Francfort, Munich, voilà des noms qui sonnent mal en pareille matière ; notre vieux peintre est-il donc tout entier en Allemagne ? Non, Dieu merci. La Bibliothèque impériale possède une collection moins riche, mais singulièrement belle, des miniatures de Jehan Foucquet : ce sont onze sujets composés pour un manuscrit intitulé les Antiquités des Juifs, par Josèphe, traduites en français. Commencé dans les premières années du XVe siècle, ce beau livre ne fut achevé que vers 1470 ; il représente ainsi deux périodes très distinctes et permet de mesurer le progrès dont le peintre de Tours a été l’initiateur. Des quatorze miniatures qui le décorent, trois appartiennent à la première période et sont d’une main inconnue ; les onze autres sont l’œuvre de Jehan Fouquet, œuvre exquise, pleine de charme et de vie, d’élégance et de hardiesse. Voici enfin un artiste qui sait et qui ose ; le souffle de la renaissance est là. Ces belles miniatures, comme celles du livre d’heures d’Étienne Chevalier, appartiennent aux dernières années de la vie de Foucquet et révèlent la pleine maturité de son talent. Une inscription tracée à la fin du volume le désigne en ces termes : « le bon peintre et enlumineur du roi Louis XIe, Jehan Foucquet, natif de Tours. » Employé longtemps par le trésorier de Charles VII, ainsi que par Agnès Sorel, dont il avait fait le portrait, Jehan Foucquet était donc devenu le peintre ordinaire de Louis XI, comme Michel Columb était son statuaire. On croit qu’il mourut vers l’année 1485, âgé de soixante-cinq ou soixante-dix ans. Il laissa de nombreux disciples, et à leur tête ses deux fils, Louis et François Foucquet.
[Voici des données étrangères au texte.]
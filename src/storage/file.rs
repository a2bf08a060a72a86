//! JSON-file-based storage backend.
//!
//! Stores each key as a separate JSON file under a configurable directory
//! (default: `$XDG_DATA_HOME/storefront-core/`).

use std::fs;
use std::io::ErrorKind;
use std::path::PathBuf;
use std::sync::{Mutex, MutexGuard};

use crate::error::{Result, StorefrontError};

/// Application name used for the XDG data directory.
const APP_NAME: &str = "storefront-core";
/// Extension of every value file.
const VALUE_EXT: &str = "json";
/// Sentinel file used for cross-process file locking.
const LOCK_FILE: &str = "storage.lock";

/// File-backed key-value storage.
///
/// Every key maps to `<dir>/<stem>.json`. The stem keeps ASCII letters,
/// digits, `-`, `.` and `@`; any other byte (`_` included) is written as
/// `_XX` in uppercase hex, so distinct keys never share a file and
/// [`keys`](super::Storage::keys) returns the keys exactly as stored.
///
/// # Concurrency
///
/// Thread safety within a single process is provided by an in-process
/// [`Mutex`]. Cross-process safety is achieved via an advisory file lock
/// on `storage.lock` (using [`std::fs::File::lock`] /
/// [`std::fs::File::lock_shared`]).
///
/// Read operations acquire a shared lock (allowing concurrent readers),
/// while write operations acquire an exclusive lock. Writes go to a
/// `.tmp` file first and are renamed into place.
///
/// # File layout
///
/// ```text
/// <dir>/
///   storage.lock                      (cross-process lock sentinel)
///   nxtbazaar-cart-guest.json
///   nxtbazaar-cart-a_2Bb@x.com.json     (key "nxtbazaar-cart-a+b@x.com")
///   nxtbazaar-coupons.json
///   ...
/// ```
#[derive(Debug)]
pub struct FileStorage {
    /// Root directory containing all JSON files.
    dir: PathBuf,
    /// Mutex serializing concurrent in-process access.
    lock: Mutex<()>,
    /// Sentinel file for cross-process advisory locking.
    lock_file: fs::File,
}

impl FileStorage {
    /// Creates a new file storage rooted at the given directory.
    ///
    /// Creates the directory (and parents) if it does not exist. Also
    /// opens (or creates) the `storage.lock` sentinel file.
    ///
    /// # Errors
    ///
    /// Returns an error if the directory cannot be created or the lock
    /// file cannot be opened.
    #[inline]
    pub fn new(dir: PathBuf) -> Result<Self> {
        fs::create_dir_all(&dir).map_err(storage_io_error)?;
        let lock_file = fs::OpenOptions::new()
            .read(true)
            .write(true)
            .create(true)
            .truncate(false)
            .open(dir.join(LOCK_FILE))
            .map_err(storage_io_error)?;
        Ok(Self {
            dir,
            lock: Mutex::new(()),
            lock_file,
        })
    }

    /// Returns the default XDG-compliant data directory for this application.
    ///
    /// On Linux: `$XDG_DATA_HOME/storefront-core/` (typically
    /// `~/.local/share/storefront-core/`).
    ///
    /// # Errors
    ///
    /// Returns an error if the platform data directory cannot be determined.
    #[inline]
    pub fn default_dir() -> Result<PathBuf> {
        dirs::data_dir()
            .map(|data_path| data_path.join(APP_NAME))
            .ok_or_else(|| {
                StorefrontError::Storage("could not determine platform data directory".into())
            })
    }

    /// Returns the directory this storage writes to.
    #[inline]
    #[must_use]
    pub fn dir(&self) -> &std::path::Path {
        &self.dir
    }

    /// Returns the value file path for a key.
    fn path(&self, key: &str) -> PathBuf {
        self.dir.join(format!("{}.{VALUE_EXT}", encode_key(key)))
    }

    /// Acquires an in-process mutex guard and a shared (read) file lock,
    /// executes `op`, then releases the file lock.
    fn with_shared_lock<R, F: FnOnce() -> Result<R>>(&self, op: F) -> Result<R> {
        let _guard: MutexGuard<'_, ()> = self.lock.lock().map_err(|err| lock_poison_error(&err))?;
        self.lock_file.lock_shared().map_err(storage_io_error)?;
        let result = op();
        // The operation's own error wins over an unlock failure.
        if let Err(err) = self.lock_file.unlock()
            && result.is_ok()
        {
            return Err(storage_io_error(err));
        }
        result
    }

    /// Acquires an in-process mutex guard and an exclusive (write) file
    /// lock, executes `op`, then releases the file lock.
    fn with_exclusive_lock<R, F: FnOnce() -> Result<R>>(&self, op: F) -> Result<R> {
        let _guard: MutexGuard<'_, ()> = self.lock.lock().map_err(|err| lock_poison_error(&err))?;
        self.lock_file.lock().map_err(storage_io_error)?;
        let result = op();
        if let Err(err) = self.lock_file.unlock()
            && result.is_ok()
        {
            return Err(storage_io_error(err));
        }
        result
    }

    /// Reads a value file; a missing file is `None`.
    fn read_value(&self, key: &str) -> Result<Option<String>> {
        match fs::read_to_string(self.path(key)) {
            Ok(contents) => Ok(Some(contents)),
            Err(err) if err.kind() == ErrorKind::NotFound => Ok(None),
            Err(err) => Err(storage_io_error(err)),
        }
    }

    /// Atomically writes a value file (write-to-tmp then rename).
    fn write_value(&self, key: &str, value: &str) -> Result<()> {
        let path = self.path(key);
        let tmp_path = self.dir.join(format!("{}.{VALUE_EXT}.tmp", encode_key(key)));
        fs::write(&tmp_path, value).map_err(storage_io_error)?;
        fs::rename(&tmp_path, &path).map_err(storage_io_error)?;
        Ok(())
    }

    /// Deletes a value file; a missing file is not an error.
    fn delete_value(&self, key: &str) -> Result<()> {
        match fs::remove_file(self.path(key)) {
            Ok(()) => Ok(()),
            Err(err) if err.kind() == ErrorKind::NotFound => Ok(()),
            Err(err) => Err(storage_io_error(err)),
        }
    }

    /// Lists the keys of all value files, sorted. Files whose names this
    /// storage did not produce are skipped.
    fn list_keys(&self) -> Result<Vec<String>> {
        let mut keys = Vec::new();
        for entry in fs::read_dir(&self.dir).map_err(storage_io_error)? {
            let path = entry.map_err(storage_io_error)?.path();
            if path.extension().and_then(|ext| ext.to_str()) != Some(VALUE_EXT) {
                continue;
            }
            let Some(stem) = path.file_stem().and_then(|stem| stem.to_str()) else {
                continue;
            };
            match decode_stem(stem) {
                Some(key) => keys.push(key),
                None => tracing::debug!(file = %path.display(), "skipping foreign file"),
            }
        }
        keys.sort_unstable();
        Ok(keys)
    }
}

// ── Free-standing helpers ───────────────────────────────────────────────

/// Escape byte introducing a two-digit hex code in a file stem.
const ESCAPE: u8 = b'_';

/// Returns `true` for bytes written to file stems verbatim.
const fn is_plain(byte: u8) -> bool {
    byte.is_ascii_alphanumeric() || matches!(byte, b'-' | b'.' | b'@')
}

/// Maps a key to a file stem, escaping every other byte as `_XX`. A
/// leading `.` is escaped too so no value file is hidden.
fn encode_key(key: &str) -> String {
    let mut stem = String::with_capacity(key.len());
    for (idx, byte) in key.bytes().enumerate() {
        if is_plain(byte) && !(idx == 0 && byte == b'.') {
            stem.push(char::from(byte));
            continue;
        }
        stem.push(char::from(ESCAPE));
        for nibble in [byte >> 4_u8, byte & 0x0F] {
            if let Some(digit) = char::from_digit(u32::from(nibble), 16) {
                stem.push(digit.to_ascii_uppercase());
            }
        }
    }
    stem
}

/// Inverse of [`encode_key`]; `None` for stems it cannot have produced.
fn decode_stem(stem: &str) -> Option<String> {
    let mut bytes = Vec::with_capacity(stem.len());
    let mut rest = stem.bytes();
    while let Some(byte) = rest.next() {
        if byte == ESCAPE {
            let high = hex_value(rest.next()?)?;
            let low = hex_value(rest.next()?)?;
            bytes.push((high << 4_u8) | low);
        } else if is_plain(byte) {
            bytes.push(byte);
        } else {
            return None;
        }
    }
    String::from_utf8(bytes).ok()
}

/// Value of one uppercase hex digit.
fn hex_value(digit: u8) -> Option<u8> {
    match digit {
        b'0'..=b'9' => Some(digit - b'0'),
        b'A'..=b'F' => Some(digit - b'A' + 10),
        _ => None,
    }
}

/// Wraps an I/O error into a [`StorefrontError::Storage`].
fn storage_io_error(err: std::io::Error) -> StorefrontError {
    StorefrontError::Storage(Box::new(err))
}

/// Wraps a mutex poison error into a [`StorefrontError::Storage`].
fn lock_poison_error<T>(err: &std::sync::PoisonError<T>) -> StorefrontError {
    StorefrontError::Storage(err.to_string().into())
}

impl super::Storage for FileStorage {
    #[inline]
    fn get(&self, key: &str) -> Result<Option<String>> {
        self.with_shared_lock(|| self.read_value(key))
    }

    #[inline]
    fn set(&self, key: &str, value: String) -> Result<()> {
        self.with_exclusive_lock(|| self.write_value(key, &value))
    }

    #[inline]
    fn remove(&self, key: &str) -> Result<()> {
        self.with_exclusive_lock(|| self.delete_value(key))
    }

    #[inline]
    fn keys(&self) -> Result<Vec<String>> {
        self.with_shared_lock(|| self.list_keys())
    }
}

#[cfg(test)]
mod tests {
    use super::*;
    use crate::storage::Storage;

    /// Helper to create a [`FileStorage`] in a temporary directory.
    fn temp_storage() -> (FileStorage, tempfile::TempDir) {
        let dir = tempfile::tempdir().unwrap();
        let storage = FileStorage::new(dir.path().to_path_buf()).unwrap();
        (storage, dir)
    }

    #[test]
    fn lockfile_created_on_construction() {
        let (storage, _dir) = temp_storage();
        assert!(storage.dir().join(LOCK_FILE).exists());
    }

    #[test]
    fn missing_key_is_none() {
        let (storage, _dir) = temp_storage();
        assert!(storage.get("nxtbazaar-cart-guest").unwrap().is_none());
    }

    #[test]
    fn set_and_get_round_trip_through_disk() {
        let (storage, dir) = temp_storage();
        storage
            .set("nxtbazaar-cart-guest", "[]".to_owned())
            .unwrap();
        assert!(dir.path().join("nxtbazaar-cart-guest.json").exists());

        let reopened = FileStorage::new(dir.path().to_path_buf()).unwrap();
        assert_eq!(
            reopened.get("nxtbazaar-cart-guest").unwrap().as_deref(),
            Some("[]")
        );
    }

    #[test]
    fn unsafe_bytes_are_escaped() {
        assert_eq!(encode_key("a/b\\c d"), "a_2Fb_5Cc_20d");
        assert_eq!(encode_key("a_b"), "a_5Fb");
        assert_eq!(encode_key(".hidden"), "_2Ehidden");
        assert_eq!(
            encode_key("shop-cart-asha@example.com"),
            "shop-cart-asha@example.com"
        );
    }

    #[test]
    fn similar_emails_get_separate_files() {
        let (storage, _dir) = temp_storage();
        storage
            .set("nxtbazaar-cart-a+b@x.com", "[1]".to_owned())
            .unwrap();
        storage
            .set("nxtbazaar-cart-a_b@x.com", "[2]".to_owned())
            .unwrap();
        assert_eq!(
            storage.get("nxtbazaar-cart-a+b@x.com").unwrap().as_deref(),
            Some("[1]")
        );
        assert_eq!(
            storage.get("nxtbazaar-cart-a_b@x.com").unwrap().as_deref(),
            Some("[2]")
        );
    }

    #[test]
    fn keys_are_returned_as_stored() {
        let (storage, dir) = temp_storage();
        let stored = ["shop cart/ü", "a_b@x.com", ".dot", "plain-key"];
        for key in stored {
            storage.set(key, "1".to_owned()).unwrap();
        }
        fs::write(dir.path().join("not_valid.json"), "x").unwrap();
        let mut expected: Vec<String> = stored.iter().map(|key| (*key).to_owned()).collect();
        expected.sort_unstable();
        assert_eq!(storage.keys().unwrap(), expected);
    }

    #[test]
    fn malformed_escapes_do_not_decode() {
        assert_eq!(decode_stem("a_5Fb").as_deref(), Some("a_b"));
        assert!(decode_stem("a_5").is_none());
        assert!(decode_stem("a_zzb").is_none());
        assert!(decode_stem("a b").is_none());
    }

    #[test]
    fn keys_ignore_lock_and_tmp_files() {
        let (storage, dir) = temp_storage();
        storage.set("b", "1".to_owned()).unwrap();
        storage.set("a", "1".to_owned()).unwrap();
        fs::write(dir.path().join("c.json.tmp"), "x").unwrap();
        assert_eq!(storage.keys().unwrap(), vec!["a".to_owned(), "b".to_owned()]);
    }

    #[test]
    fn remove_deletes_file() {
        let (storage, _dir) = temp_storage();
        storage.set("k", "1".to_owned()).unwrap();
        storage.remove("k").unwrap();
        storage.remove("k").unwrap();
        assert!(storage.get("k").unwrap().is_none());
        assert!(storage.dir().join(LOCK_FILE).exists());
    }

    #[test]
    fn default_dir_returns_path() {
        let dir = FileStorage::default_dir();
        assert!(dir.is_ok());
    }

    #[test]
    fn concurrent_writes_are_safe() {
        use std::sync::Arc;
        use std::thread;

        let (storage, _dir) = temp_storage();
        let storage = Arc::new(storage);
        let num_threads: usize = 8;

        let handles: Vec<_> = (0..num_threads)
            .map(|thread_idx| {
                let storage = Arc::clone(&storage);
                thread::spawn(move || {
                    for round in 0..20_usize {
                        storage
                            .set(&format!("key-{thread_idx}"), round.to_string())
                            .unwrap();
                    }
                })
            })
            .collect();

        for handle in handles {
            handle.join().unwrap();
        }

        assert_eq!(storage.keys().unwrap().len(), num_threads);
        assert_eq!(storage.get("key-0").unwrap().as_deref(), Some("19"));
    }
}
Cette biographie est bien incomplète, comme on voit ; telle qu’elle est pourtant, c’est encore beaucoup de l’avoir retrouvée. Il est probable que nous ne pénétrerons jamais d’une façon plus complète dans l’intimité de Jehan Foucquet. M. Renan a eu bien raison de le dire : Quel malheur que nous n’ayons pas eu un Vasari ! Nous n’en sentons que plus vivement le service rendu à l’histoire de l’art français par l’habile éditeur qui publie en ce moment même tout ce qu’il a pu rassembler des trésors épars d’Étienne Chevalier. Grâce à lui, grâce à M. Brentano, qu’il a su intéresser à la cause du maître, les scènes charmantes exécutées pour le Livre d’heures d’Étienne Chevalier ont été reproduites avec tout le soin désirable[1]. C’est presque l’œuvre elle-même qui nous est offerte, tant les procédés de la gouache ont reçu de perfectionnemens et viennent en aide au crayon du dessinateur. Voici bien le peintre qui clôt le moyen âge et annonce la renaissance. S’il peint une scène religieuse, le sentiment de la vie se fait jour à travers la pieuse timidité des anciennes écoles. Derrière le monde de l’Évangile tel

  1. Jehan Foucquet, Heures de maistre Estienne Chevalier, trésorier des rois Charles VII et Louis XI. — in-4o ; Paris, 1865, L. Curmer, éditeur.